BEGIN Extracted data

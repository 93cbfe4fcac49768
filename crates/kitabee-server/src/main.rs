mod cleanup;
mod config;

use std::net::SocketAddr;

use axum::http::{Method, header::{AUTHORIZATION, CONTENT_TYPE}};
use tower_http::cors::{AllowOrigin, CorsLayer};
use tower_http::trace::TraceLayer;
use tracing::info;

use kitabee_api::AppStateInner;
use kitabee_api::books::BookClient;
use kitabee_db::Database;

use crate::config::Config;

#[tokio::main]
async fn main() -> anyhow::Result<()> {
    // Load .env if present
    let _ = dotenvy::dotenv();

    // Init logging
    tracing_subscriber::fmt()
        .with_env_filter(
            tracing_subscriber::EnvFilter::try_from_default_env()
                .unwrap_or_else(|_| "kitabee=debug,tower_http=debug".into()),
        )
        .init();

    let config = match Config::from_env() {
        Ok(config) => config,
        Err(e) => {
            eprintln!("FATAL: {e}.");
            eprintln!("       Set it in your .env file and restart.");
            std::process::exit(1);
        }
    };

    // Init database and outbound book client
    let db = Database::open(&config.db_path)?;
    let books = BookClient::new(
        config.books_api_url.clone(),
        config.books_api_key.clone(),
        config.books_timeout,
    )?;

    let state = AppStateInner::new(db, config.jwt_secret.clone(), books);

    tokio::spawn(cleanup::run_cleanup_loop(state.clone(), config.cleanup_interval));

    let cors = CorsLayer::new()
        .allow_origin(AllowOrigin::any())
        .allow_methods([Method::GET, Method::POST, Method::PUT, Method::DELETE, Method::OPTIONS])
        .allow_headers([AUTHORIZATION, CONTENT_TYPE])
        .allow_credentials(false);

    let app = kitabee_api::router(state)
        .layer(cors)
        .layer(TraceLayer::new_for_http());

    let addr: SocketAddr = format!("{}:{}", config.host, config.port).parse()?;
    info!("Kitabee server listening on {}", addr);
    info!(
        "Cleanup every {}s, book API at {}",
        config.cleanup_interval.as_secs(),
        config.books_api_url
    );

    let listener = tokio::net::TcpListener::bind(addr).await?;
    axum::serve(listener, app)
        .with_graceful_shutdown(shutdown_signal())
        .await?;

    Ok(())
}

async fn shutdown_signal() {
    let ctrl_c = tokio::signal::ctrl_c();
    #[cfg(unix)]
    {
        match tokio::signal::unix::signal(tokio::signal::unix::SignalKind::terminate()) {
            Ok(mut sigterm) => {
                tokio::select! {
                    _ = ctrl_c => info!("Received Ctrl+C, shutting down..."),
                    _ = sigterm.recv() => info!("Received SIGTERM, shutting down..."),
                }
            }
            Err(e) => {
                tracing::warn!("SIGTERM handler unavailable: {}", e);
                ctrl_c.await.ok();
                info!("Received Ctrl+C, shutting down...");
            }
        }
    }
    #[cfg(not(unix))]
    {
        ctrl_c.await.ok();
        info!("Received Ctrl+C, shutting down...");
    }
}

END Extracted data

▸ **Exercise**: Take the lines from the one containing "let listener = tokio::net::TcpListener::bind(addr).await?;" to the last line of the material above and write them out exactly.

▸ **Response to this exercise**:
    let listener = tokio::net::TcpListener::bind(addr).await?;
    axum::serve(listener, app)
        .with_graceful_shutdown(shutdown_signal())
        .await?;

    Ok(())
}

async fn shutdown_signal() {
    let ctrl_c = tokio::signal::ctrl_c();
    #[cfg(unix)]
    {
        match tokio::signal::unix::signal(tokio::signal::unix::SignalKind::terminate()) {
            Ok(mut sigterm) => {
                tokio::select! {
                    _ = ctrl_c => info!("Received Ctrl+C, shutting down..."),
                    _ = sigterm.recv() => info!("Received SIGTERM, shutting down..."),
                }
            }
            Err(e) => {
                tracing::warn!("SIGTERM handler unavailable: {}", e);
                ctrl_c.await.ok();
                info!("Received Ctrl+C, shutting down...");
            }
        }
    }
    #[cfg(not(unix))]
    {
        ctrl_c.await.ok();
        info!("Received Ctrl+C, shutting down...");
    }
}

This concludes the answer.